Regulation of TLR9 signaling by Nglycosylation of UNC93B1

Abstract Nucleotide-sensing Toll-like receptors (TLRs), such as TLR3, 7, and 9, reside in the endolysosomal compartments to avoid activation by host DNA or RNA. Proper intracellular localization and signaling by these TLRs depend on the physical interaction with UNC93B1. Specific amino acid residues in UNC93B1 have been identified to affect the functions of endosolysomal TLRs. However, it is largely unknown how UNC93B1 differentially regulates individual TLRs. Protein N-glycosylation controls folding, maturation, stability, localization and protein-interaction of target glycoproteins. In this study, we examined whether the N-glycosylation of UNC93B1 affects its properties and molecular function. Using mutagenesis, we found that the N251 and N272 residues of UNC93B1 become N-glycosylated.
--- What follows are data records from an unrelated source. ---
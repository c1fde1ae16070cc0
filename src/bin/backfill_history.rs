//! Historical backfill for meter usage readings.
//!
//! Repeatedly runs sync cycles until the portal's history floor is
//! confirmed or the configured maximum lookback is covered. Each cycle is
//! bounded by `max_backfill_windows_per_cycle`, so this binary is how a
//! fresh installation walks a year-plus of history without hammering the
//! unofficial endpoint in one burst.
//!
//! Progress lives in the series state file: the planner re-derives the
//! remaining walk from merged coverage, so an interrupted run resumes
//! exactly where it stopped.
//!
//! Usage:
//!   cargo run --release --bin backfill_history
//!   cargo run --release --bin backfill_history -- --config my.toml
//!
//! Environment:
//!   ITRON_PASSWORD - portal password, if not present in the config file

use itron_sync::config::{self, DEFAULT_CONFIG_PATH};
use itron_sync::series::SeriesState;
use itron_sync::sync::SyncEngine;
use std::env;
use std::error::Error;
use std::fs;
use std::path::Path;
use std::thread;
use std::time::Duration;

// ---------------------------------------------------------------------------
// Constants
// ---------------------------------------------------------------------------

const STATE_FILE: &str = "series_state.json";

/// Pause between cycles. The portal is rate-sensitive; this keeps a full
/// two-year walk spread over a couple of minutes instead of one burst.
const CYCLE_PAUSE: Duration = Duration::from_secs(5);

/// Hard cap on cycles per invocation, in case the portal keeps answering
/// with partial data and the floor is never confirmed.
const MAX_CYCLES: usize = 50;

// ---------------------------------------------------------------------------
// State management
// ---------------------------------------------------------------------------

/// Load persisted series state from disk, starting fresh if missing.
fn load_state(path: &str) -> Result<SeriesState, Box<dyn Error>> {
    if !Path::new(path).exists() {
        println!("📋 No state file found, starting a fresh backfill");
        return Ok(SeriesState::new());
    }

    let contents = fs::read_to_string(path)?;
    let series: SeriesState = serde_json::from_str(&contents)?;

    println!("📋 Loaded state:");
    println!("   Readings: {}", series.len());
    println!("   Floor: {:?}", series.backfill_floor());

    Ok(series)
}

/// Save series state to disk.
fn save_state(path: &str, series: &SeriesState) -> Result<(), Box<dyn Error>> {
    fs::write(path, serde_json::to_string_pretty(series)?)?;
    println!("💾 Saved state to {}", path);
    Ok(())
}

// ---------------------------------------------------------------------------
// Main
// ---------------------------------------------------------------------------

fn main() {
    env_logger::init();

    println!("📥 Historical Meter Backfill");
    println!("============================\n");

    let args: Vec<String> = env::args().collect();
    let mut config_path = DEFAULT_CONFIG_PATH.to_string();
    let mut i = 1;
    while i < args.len() {
        match args[i].as_str() {
            "--config" => {
                if i + 1 < args.len() {
                    config_path = args[i + 1].clone();
                    i += 2;
                } else {
                    eprintln!("Error: --config requires a path");
                    std::process::exit(1);
                }
            }
            _ => {
                eprintln!("Unknown argument: {}", args[i]);
                eprintln!("Usage: {} [--config PATH]", args[0]);
                std::process::exit(1);
            }
        }
    }

    let config = config::load_config(&config_path);
    let engine = SyncEngine::from_config(&config);

    let series = match load_state(STATE_FILE) {
        Ok(series) => series,
        Err(e) => {
            eprintln!("❌ Failed to load {}: {}", STATE_FILE, e);
            std::process::exit(1);
        }
    };
    if let Err(e) = engine.import_series(series) {
        eprintln!("❌ Failed to import series state: {}", e);
        std::process::exit(1);
    }

    println!("\n🔄 Walking history (≤{} chunk(s) per cycle)...\n", config.max_backfill_windows_per_cycle);

    for cycle in 1..=MAX_CYCLES {
        let result = match engine.run_cycle() {
            Ok(result) => result,
            Err(e) => {
                eprintln!("❌ Cycle {} failed: {}", cycle, e);
                std::process::exit(1);
            }
        };

        let coverage = match (result.series.earliest_date(), result.series.latest_date()) {
            (Some(first), Some(last)) => format!("{} to {}", first, last),
            _ => "empty".to_string(),
        };
        println!(
            "   ✓ Cycle {}: {} readings, coverage {}{}",
            cycle,
            result.series.len(),
            coverage,
            if result.errors.is_empty() {
                String::new()
            } else {
                format!(", {} window(s) failed", result.errors.len())
            }
        );

        if let Err(e) = save_state(STATE_FILE, &result.series) {
            eprintln!("❌ {}", e);
            std::process::exit(1);
        }

        if let Some(floor) = result.series.backfill_floor() {
            println!("\n✅ History floor confirmed: no portal data before {}", floor);
            println!("   Backfill complete after {} cycle(s)", cycle);
            return;
        }

        // No floor yet — the walk may instead have hit the lookback bound,
        // past which the planner stops emitting backward windows.
        if result.errors.is_empty() {
            if let Some(earliest) = result.series.earliest_date() {
                let lookback_reached = (chrono::Utc::now().date_naive() - earliest).num_days()
                    >= config.max_lookback_days as i64;
                if lookback_reached {
                    println!("\n✅ Maximum lookback ({} days) covered", config.max_lookback_days);
                    return;
                }
            }
        }

        thread::sleep(CYCLE_PAUSE);
    }

    println!("\n⚠️  Stopped after {} cycles without confirming the floor", MAX_CYCLES);
    println!("   Re-run to continue; progress is saved in {}", STATE_FILE);
}
/// Integration tests for full sync cycle behavior against a mock portal.
///
/// These tests stand up a mockito server in place of the municipality's
/// Itron portal and drive complete cycles through the public engine API:
/// 1. Login handshake and account resolution
/// 2. Incremental + backfill window fetching and merging
/// 3. Partial-cycle resilience when a window fails
/// 4. Bounded authorization recovery (exactly one re-login per cycle)
/// 5. History-floor confirmation on empty backfill chunks
///
/// Cycles are pinned to a fixed "today" via `run_cycle_as_of`, so every
/// requested date is known and mocked explicitly.
///
/// Run with: cargo test --test sync_cycle

use chrono::NaiveDate;
use mockito::{Matcher, Mock, Server};

use itron_sync::config::parse_config;
use itron_sync::model::ErrorKind;
use itron_sync::sync::SyncEngine;

// ---------------------------------------------------------------------------
// Test Helpers
// ---------------------------------------------------------------------------

const TODAY: (i32, u32, u32) = (2024, 5, 10);

fn day(y: i32, m: u32, d: u32) -> NaiveDate {
    NaiveDate::from_ymd_opt(y, m, d).unwrap()
}

fn today() -> NaiveDate {
    day(TODAY.0, TODAY.1, TODAY.2)
}

/// Engine wired to the mock server. `tuning` appends extra TOML lines.
fn engine_for(server: &Server, tuning: &str) -> SyncEngine {
    let toml = format!(
        r#"
        municipality = "lcpw"
        username = "pat.larsen"
        password = "hunter2"
        meter_id = "SP-1001"
        transport_retries = 0
        retry_backoff_ms = 1
        {tuning}
        portal_override = "{url}"
        "#,
        tuning = tuning,
        url = server.url(),
    );
    SyncEngine::from_config(&parse_config(&toml))
}

fn accounts_json() -> &'static str {
    r#"[
      {
        "AccountKey": 4711,
        "AccountID": "ACCT-1",
        "Customer": { "CustomerFirstName": "Pat", "CustomerLastName": "Larsen" },
        "ServicePointAccountLinks": [
          {
            "StartDate": "2021-06-15T00:00:00",
            "ServicePoint": {
              "ServicePointID": "SP-1001",
              "TimeZoneID": "Central Standard Time",
              "CommodityType": "Water",
              "CommodityType1": { "UsageUnitID": "GAL", "DemandUnitID": "GPH" },
              "ServicePointMeterLinks": [
                { "Meter": { "MeterNumber": "74-123456" } }
              ]
            }
          }
        ]
      }
    ]"#
}

fn bundle_json() -> &'static str {
    r#"[
      {
        "ServicePointID": "SP-1001",
        "DailyData": {
          "RecentRegisterRead": {
            "DialReadingValue": "1234567",
            "NumberOfBlackDials": 2,
            "ReadingTime": "2024-05-10T06:12:00"
          }
        }
      }
    ]"#
}

/// A committed day of 24 hourly slots, each carrying `usage` gallons.
fn full_day_json(date: NaiveDate, usage: f64) -> String {
    let entries: Vec<String> = (0..24)
        .map(|h| format!(r#"{{ "Date": "{}T{:02}:00:00", "Usage": {} }}"#, date, h, usage))
        .collect();
    format!("[{}]", entries.join(","))
}

fn mock_login(server: &mut Server, hits: usize) -> Mock {
    server
        .mock("POST", "/PortalServices/api/User/Login")
        .with_status(200)
        .with_body("{}")
        .expect(hits)
        .create()
}

fn mock_accounts(server: &mut Server, hits: usize) -> Mock {
    server
        .mock("GET", "/PortalServices/api/Account/UserAccounts")
        .with_status(200)
        .with_body(accounts_json())
        .expect(hits)
        .create()
}

fn mock_interval(server: &mut Server, date: NaiveDate, body: &str, hits: usize) -> Mock {
    server
        .mock("GET", "/PortalServices/api/UsageData/Interval")
        .match_query(Matcher::UrlEncoded("endDate".to_string(), date.to_string()))
        .with_status(200)
        .with_body(body)
        .expect(hits)
        .create()
}

fn mock_interval_status(server: &mut Server, date: NaiveDate, status: usize, hits: usize) -> Mock {
    server
        .mock("GET", "/PortalServices/api/UsageData/Interval")
        .match_query(Matcher::UrlEncoded("endDate".to_string(), date.to_string()))
        .with_status(status)
        .expect(hits)
        .create()
}

fn mock_bundle(server: &mut Server, status: usize, body: &str) -> Mock {
    server
        .mock("GET", "/PortalServices/api/UsageData/Bundle/")
        .match_query(Matcher::Any)
        .with_status(status)
        .with_body(body)
        .create()
}

// ---------------------------------------------------------------------------
// 1. Full Cycle: Fetch, Merge, Statistics
// ---------------------------------------------------------------------------

#[test]
fn test_full_cycle_merges_all_windows_and_derives_statistics() {
    let mut server = Server::new();
    let login = mock_login(&mut server, 1);
    let accounts = mock_accounts(&mut server, 1);
    let _bundle = mock_bundle(&mut server, 200, bundle_json());

    // Plan for an empty series, chunk 3, one backfill chunk:
    //   incremental 2024-05-08..10, backfill 2024-05-05..07.
    let _intervals: Vec<Mock> = [(5, 1.0), (6, 1.0), (7, 1.0), (8, 2.0), (9, 4.0), (10, 0.5)]
        .into_iter()
        .map(|(d, usage)| {
            mock_interval(&mut server, day(2024, 5, d), &full_day_json(day(2024, 5, d), usage), 1)
        })
        .collect();

    let engine = engine_for(
        &server,
        "backfill_chunk_days = 3\nmax_backfill_windows_per_cycle = 1",
    );
    let result = engine.run_cycle_as_of(today()).expect("cycle should succeed");

    assert!(result.errors.is_empty(), "no window should fail: {:?}", result.errors);
    assert_eq!(result.series.len(), 144, "six full days of hourly readings");
    assert_eq!(
        result.series.complete_ranges(),
        &[itron_sync::model::ReadingWindow::new(day(2024, 5, 5), day(2024, 5, 10))],
        "contiguous full days form one confirmed-complete range"
    );
    assert!(result.series.backfill_floor().is_none(), "no empty chunk seen yet");

    // Ordering invariant: materialized sequence ascends.
    let timestamps: Vec<_> = result.series.readings().map(|r| r.timestamp).collect();
    let mut sorted = timestamps.clone();
    sorted.sort();
    assert_eq!(timestamps, sorted);

    // Statistics: 05-09 carries 4.0 gal/hour, the clear peak.
    let stats = &result.statistics;
    assert_eq!(stats.observed_days, 6);
    let peak = stats.peak.expect("peak must exist");
    assert_eq!(peak.date, day(2024, 5, 9));
    assert!((peak.total - 96.0).abs() < 1e-9, "24h x 4.0 gal, got {}", peak.total);

    // Register-read snapshot came from the bundle endpoint.
    let meter = result.meter.expect("bundle mock should produce a snapshot");
    assert_eq!(meter.meter_number, "74-123456");
    assert!((meter.register_value - 12_345.67).abs() < 1e-9);

    login.assert();
    accounts.assert();
}

#[test]
fn test_second_cycle_is_idempotent_and_confirms_floor() {
    let mut server = Server::new();
    // One login serves both cycles: the session TTL outlives the test.
    let login = mock_login(&mut server, 1);
    let _accounts = mock_accounts(&mut server, 1);
    let _bundle = mock_bundle(&mut server, 200, bundle_json());

    // Cycle 1 (empty series): incremental 05-08..10, backfill 05-05..07.
    // Cycle 2 (complete through 05-10): incremental 05-09..10 (overlap),
    // backfill 05-02..04 — which the portal answers empty, twice, because
    // the engine re-fetches an empty chunk before trusting it as the floor.
    // Cycle 3 (floor confirmed): incremental 05-09..10 only.
    let _refetched: Vec<Mock> = [9, 10]
        .into_iter()
        .map(|d| mock_interval(&mut server, day(2024, 5, d), &full_day_json(day(2024, 5, d), 1.0), 3))
        .collect();
    let _first_pass: Vec<Mock> = [5, 6, 7, 8]
        .into_iter()
        .map(|d| mock_interval(&mut server, day(2024, 5, d), &full_day_json(day(2024, 5, d), 1.0), 1))
        .collect();
    let empty_chunk_mocks: Vec<Mock> = [2, 3, 4]
        .into_iter()
        .map(|d| mock_interval(&mut server, day(2024, 5, d), "[]", 2))
        .collect();

    let engine = engine_for(
        &server,
        "backfill_chunk_days = 3\nmax_backfill_windows_per_cycle = 1",
    );

    let first = engine.run_cycle_as_of(today()).expect("first cycle should succeed");
    assert_eq!(first.series.len(), 144);
    assert!(first.series.backfill_floor().is_none());

    let second = engine.run_cycle_as_of(today()).expect("second cycle should succeed");
    assert!(second.errors.is_empty(), "{:?}", second.errors);
    assert_eq!(
        second.series.len(),
        144,
        "re-merging overlap and empty chunks must not grow the series"
    );
    assert_eq!(
        second.series.backfill_floor(),
        Some(day(2024, 5, 5)),
        "a confirmed-empty chunk ending 05-04 sets the floor to 05-05"
    );

    // Cycle 3: with the floor confirmed, no window before it is requested —
    // the 05-02..04 mocks must still sit at their two confirmation hits.
    let third = engine.run_cycle_as_of(today()).expect("third cycle should succeed");
    assert!(third.errors.is_empty());

    for mock in &empty_chunk_mocks {
        mock.assert();
    }
    login.assert();
}

// ---------------------------------------------------------------------------
// 2. Partial-Cycle Resilience
// ---------------------------------------------------------------------------

#[test]
fn test_failed_window_does_not_abort_the_others() {
    let mut server = Server::new();
    let _login = mock_login(&mut server, 1);
    let _accounts = mock_accounts(&mut server, 1);
    let _bundle = mock_bundle(&mut server, 500, "");

    // Three windows: incremental 05-09..10, backfill 05-07..08, 05-05..06.
    // The middle window dies on 05-08 with a transport failure.
    let _good_days: Vec<Mock> = [5, 6, 7, 9, 10]
        .into_iter()
        .map(|d| mock_interval(&mut server, day(2024, 5, d), &full_day_json(day(2024, 5, d), 1.0), 1))
        .collect();
    let _broken_day = mock_interval_status(&mut server, day(2024, 5, 8), 500, 1);

    let engine = engine_for(
        &server,
        "backfill_chunk_days = 2\nmax_backfill_windows_per_cycle = 2",
    );
    let result = engine.run_cycle_as_of(today()).expect("cycle should still succeed");

    assert_eq!(result.errors.len(), 1, "exactly the broken window is reported");
    let failure = &result.errors[0];
    assert_eq!(failure.kind, ErrorKind::Transport);
    assert_eq!(failure.window.start, day(2024, 5, 7));
    assert_eq!(failure.window.end, day(2024, 5, 8));

    // The other two windows were merged in full; the failed window
    // contributed nothing (merge is per completed fetch).
    assert_eq!(result.series.len(), 96);
    assert!(result.series.get(day(2024, 5, 7).and_hms_opt(0, 0, 0).unwrap()).is_none());

    // Bundle returned 500, so the snapshot is absent but the cycle stands.
    assert!(result.meter.is_none());
}

// ---------------------------------------------------------------------------
// 3. Authorization Recovery
// ---------------------------------------------------------------------------

#[test]
fn test_session_rejection_triggers_exactly_one_relogin_per_cycle() {
    let mut server = Server::new();
    // Initial login + the single recovery re-login, and no third.
    let login = mock_login(&mut server, 2);
    let accounts = mock_accounts(&mut server, 2);
    let _bundle = mock_bundle(&mut server, 401, "");

    // Every interval request is met with 401:
    //   1. incremental, first day (05-09)   -> triggers invalidate+re-login
    //   2. incremental retry, first day     -> surfaced, no further re-auth
    //   3. backfill, first day (05-07)      -> surfaced immediately
    let interval = server
        .mock("GET", "/PortalServices/api/UsageData/Interval")
        .match_query(Matcher::Any)
        .with_status(401)
        .expect(3)
        .create();

    let engine = engine_for(
        &server,
        "backfill_chunk_days = 2\nmax_backfill_windows_per_cycle = 1",
    );
    let result = engine.run_cycle_as_of(today()).expect("cycle returns partial result");

    assert_eq!(result.errors.len(), 2, "both windows surface their failures");
    assert!(result.errors.iter().all(|f| f.kind == ErrorKind::Authorization));
    assert!(result.series.is_empty());
    assert!(!result.statistics.has_data());

    login.assert();
    accounts.assert();
    interval.assert();
}

#[test]
fn test_rejected_credentials_abort_the_cycle_before_planning() {
    let mut server = Server::new();
    let login = server
        .mock("POST", "/PortalServices/api/User/Login")
        .with_status(403)
        .expect(1)
        .create();

    let engine = engine_for(&server, "");
    let err = engine
        .run_cycle_as_of(today())
        .expect_err("bad credentials must fail the cycle outright");

    match err {
        itron_sync::model::SyncError::Authentication(cause) => {
            assert_eq!(cause.kind(), ErrorKind::Authentication);
        }
        other => panic!("expected Authentication, got {:?}", other),
    }
    login.assert();
}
We expressed wild type (WT) and N-glycosylation-defective UNC93B1 mutants (N251Q and N272Q) in UNC93B1-deficient cells and found that signaling of TLR9, but not that of other TLRs, were defective in UNC93B1 N272Q-expressing cells. The N272Q mutation did not affect the protein stability, localization, interaction of UNC93B1 and TLRs, nor did it prevent the CpG DNA-binding of TLR9. Nonetheless, upon CpG DNA stimulation, the recruitment of MyD88 to TLR9 was significantly inhibited in UNC93B1 N272Q-expressing cells compared to WT cells. Consequently, poor phosphorylation and degradation of I_B were observed in UNC93B1 N272Q-expressing cells. Combined, our data show that N-glycosylation of UNC93B1 specifically regulates TLR9 signaling by modulating the recruitment of MyD88 to TLR9.